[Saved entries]

++++++

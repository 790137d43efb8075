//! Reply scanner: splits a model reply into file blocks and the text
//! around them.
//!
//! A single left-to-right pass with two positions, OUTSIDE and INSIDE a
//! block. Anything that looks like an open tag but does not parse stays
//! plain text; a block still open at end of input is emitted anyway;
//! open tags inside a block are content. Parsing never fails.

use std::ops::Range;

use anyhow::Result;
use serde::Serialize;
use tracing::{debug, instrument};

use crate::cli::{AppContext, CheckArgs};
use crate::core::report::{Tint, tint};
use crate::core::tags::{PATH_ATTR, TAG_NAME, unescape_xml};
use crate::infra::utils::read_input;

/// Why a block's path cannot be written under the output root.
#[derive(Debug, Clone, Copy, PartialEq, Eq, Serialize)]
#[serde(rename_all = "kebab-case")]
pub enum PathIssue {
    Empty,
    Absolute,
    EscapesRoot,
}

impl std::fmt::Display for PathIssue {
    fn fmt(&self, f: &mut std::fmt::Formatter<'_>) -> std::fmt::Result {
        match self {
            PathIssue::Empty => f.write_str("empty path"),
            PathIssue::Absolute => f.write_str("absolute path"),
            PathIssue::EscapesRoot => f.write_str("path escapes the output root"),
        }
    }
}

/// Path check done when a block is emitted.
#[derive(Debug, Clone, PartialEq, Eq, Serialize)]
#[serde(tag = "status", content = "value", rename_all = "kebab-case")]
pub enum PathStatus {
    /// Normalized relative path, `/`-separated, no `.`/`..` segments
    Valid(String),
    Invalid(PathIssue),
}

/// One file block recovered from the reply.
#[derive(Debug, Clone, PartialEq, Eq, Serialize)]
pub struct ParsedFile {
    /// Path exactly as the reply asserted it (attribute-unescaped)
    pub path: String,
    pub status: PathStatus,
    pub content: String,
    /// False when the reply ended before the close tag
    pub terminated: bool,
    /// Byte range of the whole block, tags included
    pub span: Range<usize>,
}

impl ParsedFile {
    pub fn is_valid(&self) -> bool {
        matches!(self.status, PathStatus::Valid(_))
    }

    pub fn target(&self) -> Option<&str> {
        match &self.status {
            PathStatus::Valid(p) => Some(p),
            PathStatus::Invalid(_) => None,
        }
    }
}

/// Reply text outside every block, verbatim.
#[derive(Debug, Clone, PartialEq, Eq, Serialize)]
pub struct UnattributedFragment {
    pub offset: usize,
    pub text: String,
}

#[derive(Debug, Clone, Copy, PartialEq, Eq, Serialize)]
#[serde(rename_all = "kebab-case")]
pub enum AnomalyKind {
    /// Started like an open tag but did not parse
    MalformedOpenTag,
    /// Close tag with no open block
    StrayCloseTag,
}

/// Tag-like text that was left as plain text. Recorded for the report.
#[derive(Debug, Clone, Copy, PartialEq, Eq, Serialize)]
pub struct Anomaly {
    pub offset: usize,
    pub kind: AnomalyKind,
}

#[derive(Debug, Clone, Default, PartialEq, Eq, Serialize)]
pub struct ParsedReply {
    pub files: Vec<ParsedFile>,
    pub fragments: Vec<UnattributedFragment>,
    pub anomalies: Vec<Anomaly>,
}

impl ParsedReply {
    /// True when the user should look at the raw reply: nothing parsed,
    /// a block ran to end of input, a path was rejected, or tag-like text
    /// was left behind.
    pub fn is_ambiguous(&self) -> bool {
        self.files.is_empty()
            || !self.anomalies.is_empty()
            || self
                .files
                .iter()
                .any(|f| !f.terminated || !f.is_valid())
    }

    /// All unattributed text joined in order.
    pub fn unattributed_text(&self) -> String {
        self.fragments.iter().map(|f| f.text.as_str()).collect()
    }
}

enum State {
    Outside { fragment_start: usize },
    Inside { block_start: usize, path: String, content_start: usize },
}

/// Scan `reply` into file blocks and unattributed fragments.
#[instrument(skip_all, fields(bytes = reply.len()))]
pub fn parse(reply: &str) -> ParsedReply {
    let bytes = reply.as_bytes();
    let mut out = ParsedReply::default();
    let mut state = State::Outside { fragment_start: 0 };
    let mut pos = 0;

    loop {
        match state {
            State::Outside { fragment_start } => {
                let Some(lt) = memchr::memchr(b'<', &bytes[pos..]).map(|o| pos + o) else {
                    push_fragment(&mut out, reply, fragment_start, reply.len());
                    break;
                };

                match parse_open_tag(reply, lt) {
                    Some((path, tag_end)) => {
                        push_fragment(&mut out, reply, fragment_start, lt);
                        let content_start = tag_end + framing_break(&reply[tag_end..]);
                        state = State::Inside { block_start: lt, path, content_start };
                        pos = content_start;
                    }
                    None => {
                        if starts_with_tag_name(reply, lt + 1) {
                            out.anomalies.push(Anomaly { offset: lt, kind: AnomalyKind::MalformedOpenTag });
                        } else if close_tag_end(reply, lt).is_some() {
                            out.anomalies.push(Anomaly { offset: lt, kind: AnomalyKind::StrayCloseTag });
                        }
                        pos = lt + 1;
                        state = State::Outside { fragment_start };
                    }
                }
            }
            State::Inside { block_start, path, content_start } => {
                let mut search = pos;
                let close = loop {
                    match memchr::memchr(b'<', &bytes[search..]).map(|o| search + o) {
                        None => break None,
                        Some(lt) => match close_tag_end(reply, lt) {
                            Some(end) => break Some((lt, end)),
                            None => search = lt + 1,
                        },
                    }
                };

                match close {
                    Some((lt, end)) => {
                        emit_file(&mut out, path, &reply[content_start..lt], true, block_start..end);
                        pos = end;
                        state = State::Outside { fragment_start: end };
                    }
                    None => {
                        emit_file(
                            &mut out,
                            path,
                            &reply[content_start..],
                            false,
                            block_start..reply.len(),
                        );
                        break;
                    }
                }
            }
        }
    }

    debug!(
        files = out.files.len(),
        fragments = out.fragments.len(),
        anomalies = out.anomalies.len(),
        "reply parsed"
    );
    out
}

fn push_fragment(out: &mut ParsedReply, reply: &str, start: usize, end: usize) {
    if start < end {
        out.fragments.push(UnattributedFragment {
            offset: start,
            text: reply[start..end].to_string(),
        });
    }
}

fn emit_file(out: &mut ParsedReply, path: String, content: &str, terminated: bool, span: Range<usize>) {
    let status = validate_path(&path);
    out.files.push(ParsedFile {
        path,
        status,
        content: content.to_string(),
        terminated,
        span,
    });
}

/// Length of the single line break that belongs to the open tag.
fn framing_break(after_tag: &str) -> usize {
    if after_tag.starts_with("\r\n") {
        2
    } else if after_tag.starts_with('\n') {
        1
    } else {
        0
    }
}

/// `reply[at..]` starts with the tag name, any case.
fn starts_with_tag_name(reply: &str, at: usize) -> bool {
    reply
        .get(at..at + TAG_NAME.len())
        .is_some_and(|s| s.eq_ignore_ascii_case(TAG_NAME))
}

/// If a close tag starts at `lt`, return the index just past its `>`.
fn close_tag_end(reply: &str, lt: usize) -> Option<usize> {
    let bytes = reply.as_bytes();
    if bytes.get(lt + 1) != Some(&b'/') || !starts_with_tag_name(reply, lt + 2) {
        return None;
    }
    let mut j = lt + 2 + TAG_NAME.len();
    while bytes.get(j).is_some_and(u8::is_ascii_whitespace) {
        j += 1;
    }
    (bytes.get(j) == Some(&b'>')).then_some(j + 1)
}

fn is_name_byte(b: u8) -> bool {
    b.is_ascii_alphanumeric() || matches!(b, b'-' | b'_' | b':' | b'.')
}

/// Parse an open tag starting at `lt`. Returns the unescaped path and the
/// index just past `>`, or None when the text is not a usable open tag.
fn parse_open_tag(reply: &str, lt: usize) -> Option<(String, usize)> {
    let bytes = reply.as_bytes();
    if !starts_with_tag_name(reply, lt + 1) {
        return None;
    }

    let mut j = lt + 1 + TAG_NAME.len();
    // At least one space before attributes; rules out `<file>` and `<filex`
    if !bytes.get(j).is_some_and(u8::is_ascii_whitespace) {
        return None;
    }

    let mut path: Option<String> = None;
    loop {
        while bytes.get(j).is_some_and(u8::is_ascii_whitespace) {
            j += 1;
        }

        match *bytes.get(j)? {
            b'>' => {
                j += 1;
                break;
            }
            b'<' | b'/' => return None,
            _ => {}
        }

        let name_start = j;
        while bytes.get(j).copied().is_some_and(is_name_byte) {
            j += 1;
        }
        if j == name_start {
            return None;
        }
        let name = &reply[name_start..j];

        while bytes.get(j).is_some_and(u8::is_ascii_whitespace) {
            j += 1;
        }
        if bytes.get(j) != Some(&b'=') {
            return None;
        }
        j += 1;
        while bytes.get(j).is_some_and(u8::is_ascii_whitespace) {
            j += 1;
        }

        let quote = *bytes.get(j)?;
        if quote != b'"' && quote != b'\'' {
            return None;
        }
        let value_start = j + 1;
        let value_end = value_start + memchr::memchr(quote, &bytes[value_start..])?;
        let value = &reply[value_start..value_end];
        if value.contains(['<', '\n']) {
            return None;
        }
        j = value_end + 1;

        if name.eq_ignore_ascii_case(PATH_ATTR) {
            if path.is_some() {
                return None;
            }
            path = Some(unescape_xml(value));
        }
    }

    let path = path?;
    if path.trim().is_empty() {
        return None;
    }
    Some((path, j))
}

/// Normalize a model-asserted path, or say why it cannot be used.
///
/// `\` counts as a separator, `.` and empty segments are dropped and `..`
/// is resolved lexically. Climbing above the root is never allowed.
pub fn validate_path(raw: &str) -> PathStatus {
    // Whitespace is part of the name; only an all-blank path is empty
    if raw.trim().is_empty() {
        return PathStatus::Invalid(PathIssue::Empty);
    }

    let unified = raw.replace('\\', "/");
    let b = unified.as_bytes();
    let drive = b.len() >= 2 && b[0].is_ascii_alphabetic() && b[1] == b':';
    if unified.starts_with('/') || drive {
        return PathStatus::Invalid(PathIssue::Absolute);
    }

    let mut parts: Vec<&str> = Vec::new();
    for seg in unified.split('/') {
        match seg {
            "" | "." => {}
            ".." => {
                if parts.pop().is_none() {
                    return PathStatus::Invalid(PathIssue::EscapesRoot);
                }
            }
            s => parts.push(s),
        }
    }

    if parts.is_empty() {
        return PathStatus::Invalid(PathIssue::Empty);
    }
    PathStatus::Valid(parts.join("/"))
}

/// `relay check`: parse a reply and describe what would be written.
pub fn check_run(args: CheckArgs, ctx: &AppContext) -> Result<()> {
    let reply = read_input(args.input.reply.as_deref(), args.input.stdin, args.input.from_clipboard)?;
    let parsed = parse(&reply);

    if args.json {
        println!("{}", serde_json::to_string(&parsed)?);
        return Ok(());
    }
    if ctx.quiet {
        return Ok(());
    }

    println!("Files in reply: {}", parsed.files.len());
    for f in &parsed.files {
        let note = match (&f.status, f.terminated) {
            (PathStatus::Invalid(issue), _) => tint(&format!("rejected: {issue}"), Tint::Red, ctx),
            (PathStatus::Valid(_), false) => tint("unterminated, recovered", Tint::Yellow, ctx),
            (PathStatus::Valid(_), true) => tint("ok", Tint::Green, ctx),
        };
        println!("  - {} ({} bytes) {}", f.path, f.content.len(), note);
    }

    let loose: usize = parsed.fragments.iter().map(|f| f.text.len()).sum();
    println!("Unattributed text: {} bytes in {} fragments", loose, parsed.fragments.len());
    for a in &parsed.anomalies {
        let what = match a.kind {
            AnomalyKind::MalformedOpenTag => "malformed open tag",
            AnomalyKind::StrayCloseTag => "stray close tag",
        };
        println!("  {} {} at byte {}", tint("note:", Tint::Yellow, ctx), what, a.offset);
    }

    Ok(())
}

++++++

- [TASK GOAL] Search the records above for the string "never" and copy each line that holds it.

- [TASK RESULT]
//! open tags inside a block are content. Parsing never fails.
/// is resolved lexically. Climbing above the root is never allowed.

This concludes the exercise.